There’s No Moral to this Story
Yesterday, even though the sky was cloudy gray, the temperature climbed into the 60’s (over 15 degrees Celsius) and I had to see if I could crank up and ride the old 1973 BMW. I hadn’t ridden her in a few months. With a little tickling of the carburetors, and a holding back on the throttle, she cranked right up. The clutch had tightened so a few times she accelerated very slowly but I knew she’d loosen up and she did. I pulled up the speedometer app on my phone and tucked it into the top of my tank bag. The speedometer had stopped working a few years ago. Through the clear plastic on the tank bag I could check on my speed as I rode. I rode her for about 20 miles and up to speeds of 75mph (120kps) while I enjoyed the feelings of gratitude and the sense of flying.

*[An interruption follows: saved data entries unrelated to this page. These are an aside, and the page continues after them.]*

// ABOUTME: org.freedesktop.ModemManager.Modem.Simple: one-call connect and a status snapshot
// ABOUTME: Translates a{sv} dictionaries to and from the simple connect settings

use super::{DbusError, Dict, dict_str, dict_u32};
use crate::datatypes::{Band, NetworkMode};
use crate::machines::SimpleSettings;
use crate::wrapper::{SimpleStatus, Wrapper};
use std::collections::HashMap;
use std::sync::Arc;
use zbus::interface;
use zbus::zvariant::{OwnedValue, Value};

pub struct SimpleIface {
    wrapper: Arc<Wrapper>,
}

impl SimpleIface {
    pub fn new(wrapper: Arc<Wrapper>) -> Self {
        Self { wrapper }
    }
}

fn settings_from_dict(
    dict: &HashMap<String, OwnedValue>,
) -> Result<SimpleSettings, DbusError> {
    let text = |key: &str| dict_str(dict, key).map(str::to_string);
    let network_mode = match dict_u32(dict, "network_mode") {
        Some(mode) => Some(
            NetworkMode::try_from(mode)
                .map_err(|_| DbusError::input(format!("unknown network mode {:#x}", mode)))?,
        ),
        None => None,
    };
    Ok(SimpleSettings {
        pin: text("pin"),
        apn: text("apn"),
        band: dict_u32(dict, "band").map(Band),
        network_mode,
        network_id: text("network_id"),
        number: text("number"),
        username: text("username"),
        password: text("password"),
    })
}

fn status_dict(status: SimpleStatus) -> Dict {
    let mut dict = Dict::from([("state".to_string(), Value::from(status.state as u32))]);
    if let Some(reg) = status.registered {
        dict.insert("signal_quality".to_string(), Value::from(reg.signal_quality));
        dict.insert("operator_code".to_string(), Value::from(reg.operator_code));
        dict.insert("operator_name".to_string(), Value::from(reg.operator_name));
        dict.insert("band".to_string(), Value::from(reg.band.bits()));
        dict.insert("network_mode".to_string(), Value::from(reg.network_mode as u32));
    }
    dict
}

#[interface(name = "org.freedesktop.ModemManager.Modem.Simple")]
impl SimpleIface {
    /// Unlock, register, configure and dial in one go.
    async fn connect(&self, properties: HashMap<String, OwnedValue>) -> Result<(), DbusError> {
        let settings = settings_from_dict(&properties)?;
        Ok(self.wrapper.connect_simple(settings).await?)
    }

    async fn get_status(&self) -> Result<Dict, DbusError> {
        Ok(status_dict(self.wrapper.get_simple_status().await?))
    }
}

I announced at the beginning of this year that I was going to retire from teaching at the end of the academic year (May). We’ve just finished this semester, so I have one more to go. The students and my colleagues have been great; it’s just time to go and time to ride. Where, I do not know. I plan to engage in, as the writer Walker Percy once described, The pilgrim’s search outside himself, rather than the guru’s search within. It’s what the old Celtic Christians called engaging in peregrinatio; to become a peregrine, literally a wanderer, an exile. One of the great church fathers, Saint Augustine of Hippo, wrote that all Christians should live a life of peregrinatio. But the task usually fell to the monks. The Irish, Saint Columbanus of Bobbio – the patron saint of motorcyclists – who I have written about in this blog, was a peregrini! They were individuals who travelled to wild and “thin” places in search of the sacred. “Thin places,” also a Celtic expression, are special locations where the veil, the separation between this world and the eternal world is “thin”. A Celtic saying goes that heaven and earth are only three feet apart, but in “thin” places the difference is even smaller. They are places where you can feel the presence of the sacred. My biker name is Monk, so it all makes sense I should ride and try to find them.
So those are my plans as of now. And, as my ex wife (who was born and raised in Ireland) used to say: “So there you are and where are you?”
I have no clue. But for now, I’m thinking, planning, praying and riding my old BMW, whenever it’s warm enough. My best wishes to you for safe travels, and in this holy season, may you find your own sacred, “thin” places.